Exercise directions =>
Should the word "Option" occur in a line of the records, copy that line.

Information =>
________
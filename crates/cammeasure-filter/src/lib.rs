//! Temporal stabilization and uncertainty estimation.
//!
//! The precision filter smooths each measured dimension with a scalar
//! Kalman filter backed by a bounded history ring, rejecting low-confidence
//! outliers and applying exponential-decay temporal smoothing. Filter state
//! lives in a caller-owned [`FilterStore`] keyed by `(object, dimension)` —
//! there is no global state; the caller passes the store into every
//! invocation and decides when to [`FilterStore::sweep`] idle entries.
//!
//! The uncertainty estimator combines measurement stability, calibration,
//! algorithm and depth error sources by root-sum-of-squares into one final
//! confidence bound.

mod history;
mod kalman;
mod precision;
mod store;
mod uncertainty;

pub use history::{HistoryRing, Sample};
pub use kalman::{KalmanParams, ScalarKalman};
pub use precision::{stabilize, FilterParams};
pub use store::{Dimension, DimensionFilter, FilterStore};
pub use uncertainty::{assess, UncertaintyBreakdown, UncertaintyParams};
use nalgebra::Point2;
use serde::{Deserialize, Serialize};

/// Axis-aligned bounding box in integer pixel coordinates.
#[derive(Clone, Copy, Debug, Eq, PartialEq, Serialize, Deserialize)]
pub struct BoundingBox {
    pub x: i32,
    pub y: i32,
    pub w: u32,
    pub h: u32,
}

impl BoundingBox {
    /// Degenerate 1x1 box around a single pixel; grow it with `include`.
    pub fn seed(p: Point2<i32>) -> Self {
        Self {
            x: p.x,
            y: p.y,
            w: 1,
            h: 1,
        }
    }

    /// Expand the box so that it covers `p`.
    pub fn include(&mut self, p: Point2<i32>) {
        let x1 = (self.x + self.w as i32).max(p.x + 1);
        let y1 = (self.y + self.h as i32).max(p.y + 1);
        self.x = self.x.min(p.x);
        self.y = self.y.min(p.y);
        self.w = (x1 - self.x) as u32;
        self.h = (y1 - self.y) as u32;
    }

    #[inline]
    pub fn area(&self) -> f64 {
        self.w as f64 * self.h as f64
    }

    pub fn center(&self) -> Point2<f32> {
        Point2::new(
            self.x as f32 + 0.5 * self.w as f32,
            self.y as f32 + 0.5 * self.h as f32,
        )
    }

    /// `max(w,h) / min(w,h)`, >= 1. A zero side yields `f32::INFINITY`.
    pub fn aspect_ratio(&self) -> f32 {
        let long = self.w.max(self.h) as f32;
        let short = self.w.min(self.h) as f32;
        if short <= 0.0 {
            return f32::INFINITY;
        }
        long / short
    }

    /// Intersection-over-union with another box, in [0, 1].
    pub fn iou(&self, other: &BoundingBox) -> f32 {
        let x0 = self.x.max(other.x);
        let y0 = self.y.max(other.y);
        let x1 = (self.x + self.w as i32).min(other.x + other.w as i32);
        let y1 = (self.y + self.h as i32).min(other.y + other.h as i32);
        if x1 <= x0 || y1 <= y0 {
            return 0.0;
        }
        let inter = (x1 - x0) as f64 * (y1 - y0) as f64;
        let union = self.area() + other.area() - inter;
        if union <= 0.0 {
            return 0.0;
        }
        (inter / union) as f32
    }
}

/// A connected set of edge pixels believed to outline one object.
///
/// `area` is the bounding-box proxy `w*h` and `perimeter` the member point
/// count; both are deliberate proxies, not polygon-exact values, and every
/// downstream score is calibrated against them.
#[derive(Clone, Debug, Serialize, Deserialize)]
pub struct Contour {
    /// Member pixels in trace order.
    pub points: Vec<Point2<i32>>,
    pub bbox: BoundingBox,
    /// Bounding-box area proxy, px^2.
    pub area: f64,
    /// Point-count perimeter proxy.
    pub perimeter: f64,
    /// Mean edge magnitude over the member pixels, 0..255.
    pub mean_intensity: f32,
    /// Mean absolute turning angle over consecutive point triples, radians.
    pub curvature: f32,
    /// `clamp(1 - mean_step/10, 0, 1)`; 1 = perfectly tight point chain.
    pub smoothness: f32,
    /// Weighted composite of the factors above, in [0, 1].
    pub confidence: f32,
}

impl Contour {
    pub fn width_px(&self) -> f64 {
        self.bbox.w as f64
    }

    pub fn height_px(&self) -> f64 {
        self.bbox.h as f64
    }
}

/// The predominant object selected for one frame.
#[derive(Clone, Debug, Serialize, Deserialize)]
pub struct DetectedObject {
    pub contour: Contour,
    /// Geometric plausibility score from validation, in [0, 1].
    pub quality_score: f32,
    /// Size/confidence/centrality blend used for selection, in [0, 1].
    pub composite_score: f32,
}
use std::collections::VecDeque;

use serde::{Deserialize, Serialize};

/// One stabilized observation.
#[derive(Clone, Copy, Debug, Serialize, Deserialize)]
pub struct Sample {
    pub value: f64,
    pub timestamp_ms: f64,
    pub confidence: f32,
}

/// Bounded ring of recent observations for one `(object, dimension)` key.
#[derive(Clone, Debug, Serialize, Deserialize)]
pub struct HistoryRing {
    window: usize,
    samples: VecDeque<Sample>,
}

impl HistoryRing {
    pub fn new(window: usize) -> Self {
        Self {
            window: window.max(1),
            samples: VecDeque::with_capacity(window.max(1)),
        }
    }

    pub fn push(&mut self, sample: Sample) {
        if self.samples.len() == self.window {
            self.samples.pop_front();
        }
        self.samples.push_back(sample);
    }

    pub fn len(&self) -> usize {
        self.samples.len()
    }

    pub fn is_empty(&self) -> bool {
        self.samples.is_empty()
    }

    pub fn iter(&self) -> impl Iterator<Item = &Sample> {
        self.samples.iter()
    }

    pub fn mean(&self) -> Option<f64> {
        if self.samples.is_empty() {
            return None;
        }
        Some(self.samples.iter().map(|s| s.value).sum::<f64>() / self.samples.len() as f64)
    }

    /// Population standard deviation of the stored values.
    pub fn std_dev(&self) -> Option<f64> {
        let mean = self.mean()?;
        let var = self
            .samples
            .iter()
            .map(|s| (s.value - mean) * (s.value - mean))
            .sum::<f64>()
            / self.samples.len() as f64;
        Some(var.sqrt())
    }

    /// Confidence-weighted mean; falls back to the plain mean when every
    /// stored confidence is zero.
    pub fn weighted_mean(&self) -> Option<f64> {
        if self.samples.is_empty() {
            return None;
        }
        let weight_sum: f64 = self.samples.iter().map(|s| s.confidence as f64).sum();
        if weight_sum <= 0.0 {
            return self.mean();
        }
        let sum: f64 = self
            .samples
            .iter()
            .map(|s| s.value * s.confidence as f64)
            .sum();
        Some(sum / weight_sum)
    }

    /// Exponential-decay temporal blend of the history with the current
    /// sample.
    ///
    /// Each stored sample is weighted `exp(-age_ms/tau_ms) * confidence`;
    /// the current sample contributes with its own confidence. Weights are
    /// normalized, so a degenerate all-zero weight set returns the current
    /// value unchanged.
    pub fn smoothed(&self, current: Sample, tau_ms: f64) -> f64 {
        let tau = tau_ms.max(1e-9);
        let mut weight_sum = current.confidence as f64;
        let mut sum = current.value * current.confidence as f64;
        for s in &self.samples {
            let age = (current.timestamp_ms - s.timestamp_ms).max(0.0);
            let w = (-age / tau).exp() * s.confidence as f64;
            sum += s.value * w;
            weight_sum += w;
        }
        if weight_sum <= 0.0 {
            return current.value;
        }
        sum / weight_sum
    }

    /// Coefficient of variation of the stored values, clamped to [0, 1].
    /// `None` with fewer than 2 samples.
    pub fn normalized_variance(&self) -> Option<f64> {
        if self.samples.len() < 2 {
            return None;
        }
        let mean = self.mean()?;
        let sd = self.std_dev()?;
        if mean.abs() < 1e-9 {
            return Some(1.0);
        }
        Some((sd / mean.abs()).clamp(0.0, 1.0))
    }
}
________
Reply =>
    pub fn mean(&self) -> Option<f64> {
    pub fn std_dev(&self) -> Option<f64> {
    pub fn weighted_mean(&self) -> Option<f64> {
    pub fn normalized_variance(&self) -> Option<f64> {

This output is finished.